Every line below needs to be returned exactly as written.

Provided data ▸
==*==

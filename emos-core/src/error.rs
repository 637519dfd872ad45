use thiserror::Error;

/// Failure inside a feature computation.
///
/// Surfaced to the user as an inline error marker on the panel; never
/// propagated past the panel that produced it.
#[derive(Debug, Clone, Error, PartialEq, Eq)]
pub enum ProcessingError {
    #[error("{0} is required")]
    MissingInput(String),

    #[error("{label} must be a number, got '{value}'")]
    InvalidNumber { label: String, value: String },

    #[error("{0}")]
    Computation(String),
}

==*==

Response ▸
filename emos-core/src/error.rs
repository 637519dfd872ad45
use thiserror::Error;

/// Failure inside a feature computation.
///
/// Surfaced to the user as an inline error marker on the panel; never
/// propagated past the panel that produced it.
#[derive(Debug, Clone, Error, PartialEq, Eq)]
pub enum ProcessingError {
    #[error("{0} is required")]
    MissingInput(String),

    #[error("{label} must be a number, got '{value}'")]
    InvalidNumber { label: String, value: String },

    #[error("{0}")]
    Computation(String),
}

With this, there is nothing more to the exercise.